[Opening Entries supplied section]
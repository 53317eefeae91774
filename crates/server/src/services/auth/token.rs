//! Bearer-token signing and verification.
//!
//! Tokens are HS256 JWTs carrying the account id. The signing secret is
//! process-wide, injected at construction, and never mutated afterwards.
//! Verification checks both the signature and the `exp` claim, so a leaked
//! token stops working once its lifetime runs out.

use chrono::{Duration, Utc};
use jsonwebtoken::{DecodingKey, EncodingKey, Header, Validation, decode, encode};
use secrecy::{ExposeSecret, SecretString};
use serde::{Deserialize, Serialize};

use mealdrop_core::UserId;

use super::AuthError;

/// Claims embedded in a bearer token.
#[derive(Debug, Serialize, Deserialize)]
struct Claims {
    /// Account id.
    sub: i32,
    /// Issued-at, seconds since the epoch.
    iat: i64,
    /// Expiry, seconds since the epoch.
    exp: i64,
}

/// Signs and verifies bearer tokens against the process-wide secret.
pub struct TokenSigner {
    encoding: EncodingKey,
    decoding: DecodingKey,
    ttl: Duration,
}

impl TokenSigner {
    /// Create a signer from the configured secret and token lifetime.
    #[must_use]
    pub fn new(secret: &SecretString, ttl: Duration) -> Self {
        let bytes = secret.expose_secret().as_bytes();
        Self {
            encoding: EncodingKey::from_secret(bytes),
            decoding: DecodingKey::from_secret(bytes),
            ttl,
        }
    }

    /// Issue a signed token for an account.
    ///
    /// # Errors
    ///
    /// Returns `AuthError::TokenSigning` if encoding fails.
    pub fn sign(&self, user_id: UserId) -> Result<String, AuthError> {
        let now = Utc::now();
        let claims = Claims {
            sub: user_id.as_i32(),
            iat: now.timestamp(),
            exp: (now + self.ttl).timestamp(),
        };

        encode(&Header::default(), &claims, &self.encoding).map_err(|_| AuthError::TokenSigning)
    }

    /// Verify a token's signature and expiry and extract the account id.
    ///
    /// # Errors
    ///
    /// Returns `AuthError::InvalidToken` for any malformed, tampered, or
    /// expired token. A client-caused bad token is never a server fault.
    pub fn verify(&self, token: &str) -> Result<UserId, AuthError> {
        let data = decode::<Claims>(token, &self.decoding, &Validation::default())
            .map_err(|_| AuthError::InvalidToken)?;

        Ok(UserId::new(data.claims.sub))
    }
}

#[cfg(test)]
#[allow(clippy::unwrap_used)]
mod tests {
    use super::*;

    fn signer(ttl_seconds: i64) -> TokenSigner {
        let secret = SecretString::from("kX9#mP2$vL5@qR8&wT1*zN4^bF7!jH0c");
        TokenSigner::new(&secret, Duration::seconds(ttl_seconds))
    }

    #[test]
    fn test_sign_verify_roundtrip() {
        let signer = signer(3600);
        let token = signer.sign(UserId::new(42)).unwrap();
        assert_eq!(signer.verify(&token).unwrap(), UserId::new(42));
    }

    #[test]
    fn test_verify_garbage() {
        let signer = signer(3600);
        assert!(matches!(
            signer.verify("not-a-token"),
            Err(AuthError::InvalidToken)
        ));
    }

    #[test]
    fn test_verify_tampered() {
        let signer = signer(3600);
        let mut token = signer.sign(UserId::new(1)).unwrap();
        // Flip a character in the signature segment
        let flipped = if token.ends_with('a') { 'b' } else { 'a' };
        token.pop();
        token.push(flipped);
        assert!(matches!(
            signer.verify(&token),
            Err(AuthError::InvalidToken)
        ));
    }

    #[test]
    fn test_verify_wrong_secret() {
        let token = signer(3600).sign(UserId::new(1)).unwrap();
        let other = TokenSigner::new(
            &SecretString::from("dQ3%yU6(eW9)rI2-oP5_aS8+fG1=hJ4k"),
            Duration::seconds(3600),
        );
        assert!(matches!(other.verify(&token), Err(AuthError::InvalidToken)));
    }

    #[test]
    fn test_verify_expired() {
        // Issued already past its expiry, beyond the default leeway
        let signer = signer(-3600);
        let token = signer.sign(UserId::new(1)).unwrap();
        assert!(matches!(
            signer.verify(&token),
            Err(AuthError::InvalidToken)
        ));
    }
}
[Closing Entries supplied section]
[Opening Entries supplied section]
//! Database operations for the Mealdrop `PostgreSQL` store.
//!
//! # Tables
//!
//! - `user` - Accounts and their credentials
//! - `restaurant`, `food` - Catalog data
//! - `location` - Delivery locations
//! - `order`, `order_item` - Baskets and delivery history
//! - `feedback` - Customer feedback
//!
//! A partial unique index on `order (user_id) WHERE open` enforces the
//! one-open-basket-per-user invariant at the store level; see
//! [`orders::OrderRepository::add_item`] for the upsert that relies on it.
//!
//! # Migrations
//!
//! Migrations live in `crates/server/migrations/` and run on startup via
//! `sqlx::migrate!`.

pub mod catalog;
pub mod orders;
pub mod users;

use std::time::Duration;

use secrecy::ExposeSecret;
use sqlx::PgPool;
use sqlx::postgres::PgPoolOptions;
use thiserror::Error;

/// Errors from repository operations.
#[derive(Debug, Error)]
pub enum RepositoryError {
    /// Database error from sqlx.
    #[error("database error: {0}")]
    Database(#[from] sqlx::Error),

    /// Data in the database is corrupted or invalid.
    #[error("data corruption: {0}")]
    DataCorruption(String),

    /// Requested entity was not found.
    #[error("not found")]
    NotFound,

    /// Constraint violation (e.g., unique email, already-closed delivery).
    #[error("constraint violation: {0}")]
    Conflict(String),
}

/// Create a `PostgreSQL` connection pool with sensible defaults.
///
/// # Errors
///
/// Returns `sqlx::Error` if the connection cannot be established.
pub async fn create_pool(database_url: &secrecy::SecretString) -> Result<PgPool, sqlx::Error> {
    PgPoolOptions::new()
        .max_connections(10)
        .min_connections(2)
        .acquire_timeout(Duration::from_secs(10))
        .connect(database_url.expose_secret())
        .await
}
[Closing Entries supplied section]
[Opening Entries supplied section]
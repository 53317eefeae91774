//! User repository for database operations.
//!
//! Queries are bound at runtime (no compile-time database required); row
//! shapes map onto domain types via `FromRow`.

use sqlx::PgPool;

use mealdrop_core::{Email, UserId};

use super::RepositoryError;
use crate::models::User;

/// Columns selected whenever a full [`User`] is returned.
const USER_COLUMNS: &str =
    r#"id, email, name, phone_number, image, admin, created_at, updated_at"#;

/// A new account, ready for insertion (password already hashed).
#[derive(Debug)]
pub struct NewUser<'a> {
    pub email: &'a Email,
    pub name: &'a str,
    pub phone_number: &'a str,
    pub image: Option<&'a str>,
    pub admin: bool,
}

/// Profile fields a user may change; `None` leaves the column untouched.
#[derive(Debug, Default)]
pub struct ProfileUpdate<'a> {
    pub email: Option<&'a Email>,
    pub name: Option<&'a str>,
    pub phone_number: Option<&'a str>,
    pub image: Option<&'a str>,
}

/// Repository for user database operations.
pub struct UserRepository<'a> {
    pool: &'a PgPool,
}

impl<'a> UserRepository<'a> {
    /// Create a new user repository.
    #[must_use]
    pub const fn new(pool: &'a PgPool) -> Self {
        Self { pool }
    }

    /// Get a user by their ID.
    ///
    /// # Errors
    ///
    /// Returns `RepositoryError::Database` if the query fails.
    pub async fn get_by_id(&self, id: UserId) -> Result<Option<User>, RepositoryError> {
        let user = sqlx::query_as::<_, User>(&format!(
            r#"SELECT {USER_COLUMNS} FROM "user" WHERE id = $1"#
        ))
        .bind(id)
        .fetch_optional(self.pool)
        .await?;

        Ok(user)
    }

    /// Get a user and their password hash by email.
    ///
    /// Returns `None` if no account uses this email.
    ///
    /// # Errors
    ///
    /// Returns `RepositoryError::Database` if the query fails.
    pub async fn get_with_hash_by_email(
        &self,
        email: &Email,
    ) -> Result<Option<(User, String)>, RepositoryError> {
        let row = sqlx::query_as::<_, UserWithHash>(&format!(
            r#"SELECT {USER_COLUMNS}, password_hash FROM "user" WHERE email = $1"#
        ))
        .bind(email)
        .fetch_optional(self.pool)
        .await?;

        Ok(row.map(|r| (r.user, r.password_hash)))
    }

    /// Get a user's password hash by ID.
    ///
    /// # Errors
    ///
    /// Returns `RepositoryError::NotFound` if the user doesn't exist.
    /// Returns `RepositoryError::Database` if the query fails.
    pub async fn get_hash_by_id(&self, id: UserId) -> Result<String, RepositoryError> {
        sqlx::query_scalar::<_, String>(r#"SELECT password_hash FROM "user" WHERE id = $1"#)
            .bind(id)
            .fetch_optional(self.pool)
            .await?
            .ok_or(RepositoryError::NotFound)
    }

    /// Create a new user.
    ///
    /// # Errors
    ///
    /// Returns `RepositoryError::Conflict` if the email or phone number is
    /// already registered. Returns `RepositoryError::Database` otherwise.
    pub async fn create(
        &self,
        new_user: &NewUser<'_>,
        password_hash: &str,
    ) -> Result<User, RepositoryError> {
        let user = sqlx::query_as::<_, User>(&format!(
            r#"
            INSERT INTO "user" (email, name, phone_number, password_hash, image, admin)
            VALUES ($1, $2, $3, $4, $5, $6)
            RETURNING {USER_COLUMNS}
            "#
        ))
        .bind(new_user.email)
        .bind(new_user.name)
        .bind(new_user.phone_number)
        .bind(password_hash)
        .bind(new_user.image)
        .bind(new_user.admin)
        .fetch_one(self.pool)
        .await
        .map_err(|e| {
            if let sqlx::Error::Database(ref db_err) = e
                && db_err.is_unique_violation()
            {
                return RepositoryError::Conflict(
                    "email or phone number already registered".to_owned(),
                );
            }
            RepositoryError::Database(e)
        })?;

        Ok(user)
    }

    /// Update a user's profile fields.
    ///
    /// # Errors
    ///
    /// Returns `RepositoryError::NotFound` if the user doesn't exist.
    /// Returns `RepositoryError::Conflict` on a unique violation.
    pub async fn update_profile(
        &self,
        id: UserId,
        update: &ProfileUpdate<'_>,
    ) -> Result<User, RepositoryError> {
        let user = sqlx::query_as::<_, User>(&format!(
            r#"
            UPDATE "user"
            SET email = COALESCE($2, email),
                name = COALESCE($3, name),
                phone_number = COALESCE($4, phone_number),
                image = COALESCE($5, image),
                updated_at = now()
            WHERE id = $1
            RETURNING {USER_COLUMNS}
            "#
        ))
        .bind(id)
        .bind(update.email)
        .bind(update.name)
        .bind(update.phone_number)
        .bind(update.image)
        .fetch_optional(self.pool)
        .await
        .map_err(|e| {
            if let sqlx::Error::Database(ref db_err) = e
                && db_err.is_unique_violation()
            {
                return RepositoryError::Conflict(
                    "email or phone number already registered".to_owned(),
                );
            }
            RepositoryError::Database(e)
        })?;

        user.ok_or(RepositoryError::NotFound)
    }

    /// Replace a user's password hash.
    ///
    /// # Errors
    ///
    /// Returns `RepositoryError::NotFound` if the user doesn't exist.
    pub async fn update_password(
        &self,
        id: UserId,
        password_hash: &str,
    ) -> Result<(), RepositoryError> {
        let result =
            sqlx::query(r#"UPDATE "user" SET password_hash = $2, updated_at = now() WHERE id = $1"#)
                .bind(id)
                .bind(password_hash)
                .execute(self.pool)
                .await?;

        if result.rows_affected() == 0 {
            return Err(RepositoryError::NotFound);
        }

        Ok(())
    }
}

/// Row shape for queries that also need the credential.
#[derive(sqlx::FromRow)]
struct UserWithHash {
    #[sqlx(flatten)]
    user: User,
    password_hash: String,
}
[Closing Entries supplied section]
## Problem to work on
Find the line with "corrupted or invalid." in the entries above. Retype it and each line after it, exactly, through the line with "email, already-closed delivery).", and stop there.

## Reply to the task
    /// Data in the database is corrupted or invalid.
    #[error("data corruption: {0}")]
    DataCorruption(String),

    /// Requested entity was not found.
    #[error("not found")]
    NotFound,

    /// Constraint violation (e.g., unique email, already-closed delivery).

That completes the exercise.